Now that the "crisis" has mostly passed, what with LR2 over and the tensions that plagued us fading away I would like to, with hindsight as our tool, take a moment to think about what happened.
I will start out by asking nobody respond to this thread in public, excepting perhaps a bump or two if you feel it warrants it (for whatever reason). This is nothing more than my opinion, faulty as it usually is, and my way of publicly expressing it.
Just this past month we experienced a spike in the viciousness of our forum(s) and our posts. And while it is understandable to get upset, angry, have miscommunications, I found something worse than the acclaimed toxic comments. I saw us reacting to it.
To be short, we just had a bona-fide Salem Witch-cum-McCarthy style trial period where as tensions heightened and relations tightened, fingers were pointed left right, up and down, from customers to providers and back. Look, we all had a hard time and stuff, but we also not only caused it as a community, we fed the fires as a community.
So I'll leave you with this. Toxicity often isn't the original "bad comment" itself, but the vicious and decisive behavior with which we respond. Our reactions to the few terse comments was so disproportional to the crime it is staggering to look at. For every incident there was dozens of naysayers.
In Richard Feynman's Los Alamos from Below talk he said something I'll paraphrase:
"So these brilliant men went around the circle each giving their own idea. Some ideas were great, some were terrible. After about five we got the plan we used.
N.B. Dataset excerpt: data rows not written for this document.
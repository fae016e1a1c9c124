//! Coercion of literal lexical forms into Rust values.
//!
//! Strict conversions require the literal datatype to be the XSD datatype of
//! the target (or a datatype the target can represent exactly). The
//! [`Coercion`] options enable the lossy rules: widening across numeric
//! datatypes, reducing floating-point precision, and rounding or truncating
//! fractional values to integers.

use crate::literal::LiteralRef;
use crate::named_node::NamedNodeRef;
use crate::vocab::xsd;

/// Lossy conversion rules accepted by the `to_*` methods of [`LiteralRef`].
///
/// The default allows none of them, so only exact conversions succeed.
#[derive(Debug, Clone, Copy, Default, Eq, PartialEq)]
pub struct Coercion {
    /// Allow conversions that may lose floating-point precision
    /// (`xsd:double` to `f32`, large integers to floats).
    pub reduce_precision: bool,
    /// Allow rounding fractional values to the nearest integer.
    pub round: bool,
    /// Allow discarding the fractional part of a value.
    pub truncate: bool,
}

impl Coercion {
    /// All lossy rules enabled.
    #[inline]
    pub const fn lossy() -> Self {
        Self {
            reduce_precision: true,
            round: true,
            truncate: true,
        }
    }
}

/// An error raised when a literal cannot be coerced to the requested value.
#[derive(Debug, thiserror::Error)]
pub enum LiteralCastError {
    /// The literal datatype does not belong to the requested value space.
    #[error("the datatype {datatype} cannot be read as {target}")]
    DatatypeMismatch {
        datatype: String,
        target: &'static str,
    },
    /// The lexical form does not parse in its own datatype.
    #[error("{value:?} is not a valid {datatype} lexical form")]
    InvalidLexical { value: String, datatype: String },
    /// The value does not fit into the target type.
    #[error("{value:?} does not fit into {target}")]
    OutOfRange {
        value: String,
        target: &'static str,
    },
    /// The conversion would lose information and the matching
    /// [`Coercion`] rule is not enabled.
    #[error("converting {value:?} to {target} loses information")]
    Inexact {
        value: String,
        target: &'static str,
    },
}

fn is_integer_datatype(datatype: NamedNodeRef<'_>) -> bool {
    datatype == xsd::INTEGER
        || datatype == xsd::BYTE
        || datatype == xsd::SHORT
        || datatype == xsd::INT
        || datatype == xsd::LONG
        || datatype == xsd::UNSIGNED_BYTE
        || datatype == xsd::UNSIGNED_SHORT
        || datatype == xsd::UNSIGNED_INT
        || datatype == xsd::UNSIGNED_LONG
        || datatype == xsd::NON_NEGATIVE_INTEGER
        || datatype == xsd::NON_POSITIVE_INTEGER
        || datatype == xsd::NEGATIVE_INTEGER
        || datatype == xsd::POSITIVE_INTEGER
}

fn mismatch(literal: LiteralRef<'_>, target: &'static str) -> LiteralCastError {
    LiteralCastError::DatatypeMismatch {
        datatype: literal.datatype().as_str().to_owned(),
        target,
    }
}

fn invalid(literal: LiteralRef<'_>) -> LiteralCastError {
    LiteralCastError::InvalidLexical {
        value: literal.value().to_owned(),
        datatype: literal.datatype().as_str().to_owned(),
    }
}

fn out_of_range(literal: LiteralRef<'_>, target: &'static str) -> LiteralCastError {
    LiteralCastError::OutOfRange {
        value: literal.value().to_owned(),
        target,
    }
}

fn inexact(literal: LiteralRef<'_>, target: &'static str) -> LiteralCastError {
    LiteralCastError::Inexact {
        value: literal.value().to_owned(),
        target,
    }
}

/// The signed value of an integer literal, for range checks against any
/// integer target.
fn parse_full_integer(literal: LiteralRef<'_>) -> Result<i128, LiteralCastError> {
    let value = literal.value().trim();
    let value = value.strip_prefix('+').unwrap_or(value);
    value.parse().map_err(|_| invalid(literal))
}

/// The numeric value of a decimal, double or float literal, each parsed
/// against its own lexical space.
fn parse_fractional(literal: LiteralRef<'_>) -> Result<f64, LiteralCastError> {
    if literal.datatype() == xsd::DECIMAL {
        parse_xsd_decimal(literal.value())
    } else {
        parse_xsd_float(literal.value())
    }
    .ok_or_else(|| invalid(literal))
}

/// The integer value of a decimal, double or float literal under the
/// `round`/`truncate` rules.
fn fractional_as_integer(
    literal: LiteralRef<'_>,
    coercion: Coercion,
    target: &'static str,
) -> Result<i128, LiteralCastError> {
    let value = parse_fractional(literal)?;
    let converted = if value.fract() == 0.0 {
        value
    } else if coercion.round {
        value.round()
    } else if coercion.truncate {
        value.trunc()
    } else {
        return Err(inexact(literal, target));
    };
    if !converted.is_finite() || converted < i128::MIN as f64 || converted >= i128::MAX as f64 {
        return Err(out_of_range(literal, target));
    }
    Ok(converted as i128)
}

macro_rules! integer_conversion {
    ($method:ident, $target:ty) => {
        #[doc = concat!("The literal value as `", stringify!($target), "`.")]
        ///
        /// Integer datatypes convert exactly when in range; `xsd:decimal`,
        /// `xsd:double` and `xsd:float` values convert under the
        /// [`Coercion`] `round`/`truncate` rules.
        pub fn $method(self, coercion: Coercion) -> Result<$target, LiteralCastError> {
            let datatype = self.datatype();
            let full = if is_integer_datatype(datatype) {
                parse_full_integer(self)?
            } else if datatype == xsd::DECIMAL
                || datatype == xsd::DOUBLE
                || datatype == xsd::FLOAT
            {
                fractional_as_integer(self, coercion, stringify!($target))?
            } else {
                return Err(mismatch(self, stringify!($target)));
            };
            <$target>::try_from(full).map_err(|_| out_of_range(self, stringify!($target)))
        }
    };
}

impl LiteralRef<'_> {
    /// The literal value as `bool`.
    ///
    /// Requires an `xsd:boolean` literal (`true`, `false`, `1` or `0`).
    pub fn to_boolean(self) -> Result<bool, LiteralCastError> {
        if self.datatype() != xsd::BOOLEAN {
            return Err(mismatch(self, "bool"));
        }
        match self.value().trim() {
            "true" | "1" => Ok(true),
            "false" | "0" => Ok(false),
            _ => Err(invalid(self)),
        }
    }

    integer_conversion!(to_i8, i8);
    integer_conversion!(to_i16, i16);
    integer_conversion!(to_i32, i32);
    integer_conversion!(to_i64, i64);
    integer_conversion!(to_u8, u8);
    integer_conversion!(to_u16, u16);
    integer_conversion!(to_u32, u32);
    integer_conversion!(to_u64, u64);

    /// The literal value as `f64`.
    ///
    /// Accepts `xsd:double`, `xsd:float`, `xsd:decimal` and the integer
    /// datatypes; integers above 2⁵³ need the `reduce_precision` rule.
    pub fn to_f64(self, coercion: Coercion) -> Result<f64, LiteralCastError> {
        let datatype = self.datatype();
        if datatype == xsd::DOUBLE || datatype == xsd::FLOAT || datatype == xsd::DECIMAL {
            parse_fractional(self)
        } else if is_integer_datatype(datatype) {
            let full = parse_full_integer(self)?;
            let converted = full as f64;
            if converted as i128 != full && !coercion.reduce_precision {
                return Err(inexact(self, "f64"));
            }
            Ok(converted)
        } else {
            Err(mismatch(self, "f64"))
        }
    }

    /// The literal value as `f32`.
    ///
    /// Narrowing from a wider value space needs the `reduce_precision` rule.
    pub fn to_f32(self, coercion: Coercion) -> Result<f32, LiteralCastError> {
        let wide = self.to_f64(coercion)?;
        let narrow = wide as f32;
        // NaN narrows losslessly even though it is not equal to itself
        if f64::from(narrow) != wide
            && !wide.is_nan()
            && self.datatype() != xsd::FLOAT
            && !coercion.reduce_precision
        {
            return Err(inexact(self, "f32"));
        }
        Ok(narrow)
    }
}

/// Parses the XSD float lexical space, which spells the special values
/// `INF`, `-INF` and `NaN` differently from Rust.
fn parse_xsd_float(value: &str) -> Option<f64> {
    match value.trim() {
        "INF" | "+INF" => Some(f64::INFINITY),
        "-INF" => Some(f64::NEG_INFINITY),
        "NaN" => Some(f64::NAN),
        value => value.parse().ok(),
    }
}

/// Parses the XSD decimal lexical space.
///
/// Unlike floats, decimals admit no exponent and no special values:
/// `(\+|-)? ([0-9]+ (\.[0-9]*)? | \.[0-9]+)`.
fn parse_xsd_decimal(value: &str) -> Option<f64> {
    let value = value.trim();
    let unsigned = value
        .strip_prefix(['+', '-'])
        .unwrap_or(value);
    let (before, after) = match unsigned.split_once('.') {
        Some((before, after)) => (before, after),
        None => (unsigned, ""),
    };
    if before.is_empty() && after.is_empty() {
        return None;
    }
    if !before.bytes().all(|b| b.is_ascii_digit()) || !after.bytes().all(|b| b.is_ascii_digit()) {
        return None;
    }
    value.parse().ok()
}

#[cfg(test)]
mod tests {
    use super::*;
    use crate::literal::Literal;

    #[test]
    fn boolean() {
        let literal = Literal::new_typed_literal("true", xsd::BOOLEAN);
        assert!(literal.as_ref().to_boolean().unwrap());
        let literal = Literal::new_typed_literal("0", xsd::BOOLEAN);
        assert!(!literal.as_ref().to_boolean().unwrap());
        Literal::new_simple_literal("true")
            .as_ref()
            .to_boolean()
            .unwrap_err();
    }

    #[test]
    fn exact_integers() {
        let literal = Literal::new_typed_literal("-42", xsd::INTEGER);
        assert_eq!(literal.as_ref().to_i64(Coercion::default()).unwrap(), -42);
        assert_eq!(literal.as_ref().to_i8(Coercion::default()).unwrap(), -42);
        literal.as_ref().to_u64(Coercion::default()).unwrap_err();
        let literal = Literal::new_typed_literal("300", xsd::UNSIGNED_SHORT);
        assert_eq!(literal.as_ref().to_u16(Coercion::default()).unwrap(), 300);
        assert!(matches!(
            literal.as_ref().to_u8(Coercion::default()),
            Err(LiteralCastError::OutOfRange { .. })
        ));
    }

    #[test]
    fn decimal_narrowing_needs_a_rule() {
        let literal = Literal::new_typed_literal("1.5", xsd::DECIMAL);
        assert!(matches!(
            literal.as_ref().to_i64(Coercion::default()),
            Err(LiteralCastError::Inexact { .. })
        ));
        assert_eq!(
            literal
                .as_ref()
                .to_i64(Coercion {
                    round: true,
                    ..Coercion::default()
                })
                .unwrap(),
            2
        );
        assert_eq!(
            literal
                .as_ref()
                .to_i64(Coercion {
                    truncate: true,
                    ..Coercion::default()
                })
                .unwrap(),
            1
        );
    }

    #[test]
    fn floats() {
        let literal = Literal::new_typed_literal("1.5E1", xsd::DOUBLE);
        assert_eq!(literal.as_ref().to_f64(Coercion::default()).unwrap(), 15.0);
        let literal = Literal::new_typed_literal("-INF", xsd::DOUBLE);
        assert_eq!(
            literal.as_ref().to_f64(Coercion::default()).unwrap(),
            f64::NEG_INFINITY
        );
        let literal = Literal::new_typed_literal("0.1", xsd::DOUBLE);
        assert!(matches!(
            literal.as_ref().to_f32(Coercion::default()),
            Err(LiteralCastError::Inexact { .. })
        ));
        assert!(
            literal
                .as_ref()
                .to_f32(Coercion::lossy())
                .unwrap()
                .is_finite()
        );
    }

    #[test]
    fn nan_narrows_losslessly() {
        let literal = Literal::new_typed_literal("NaN", xsd::DOUBLE);
        assert!(literal.as_ref().to_f64(Coercion::default()).unwrap().is_nan());
        assert!(literal.as_ref().to_f32(Coercion::default()).unwrap().is_nan());
    }

    #[test]
    fn decimal_lexical_space_is_strict() {
        for value in ["1e5", "INF", "-INF", "NaN", "."] {
            let literal = Literal::new_typed_literal(value, xsd::DECIMAL);
            assert!(
                matches!(
                    literal.as_ref().to_f64(Coercion::default()),
                    Err(LiteralCastError::InvalidLexical { .. })
                ),
                "{value:?} should not be a valid xsd:decimal"
            );
        }
        let literal = Literal::new_typed_literal("5.", xsd::DECIMAL);
        assert_eq!(literal.as_ref().to_f64(Coercion::default()).unwrap(), 5.0);
        let literal = Literal::new_typed_literal("-.5", xsd::DECIMAL);
        assert_eq!(literal.as_ref().to_f64(Coercion::default()).unwrap(), -0.5);
    }

    #[test]
    fn integer_to_float_precision() {
        let literal = Literal::new_typed_literal("9007199254740993", xsd::INTEGER);
        assert!(matches!(
            literal.as_ref().to_f64(Coercion::default()),
            Err(LiteralCastError::Inexact { .. })
        ));
        literal.as_ref().to_f64(Coercion::lossy()).unwrap();
    }
}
Nonetheless we continued around the circle discussing all the various ideas with equal concern and at the end we all agreed on the actual plan."
So please, armed with the knowledge of our folly, next time just practice some patience and lets look at all the issues and points.
Also, after speaking to him in private I'd like to say that I now understand Loth'Xal's point of view and his ideals and want to apologize for the sarcasm leveled at him.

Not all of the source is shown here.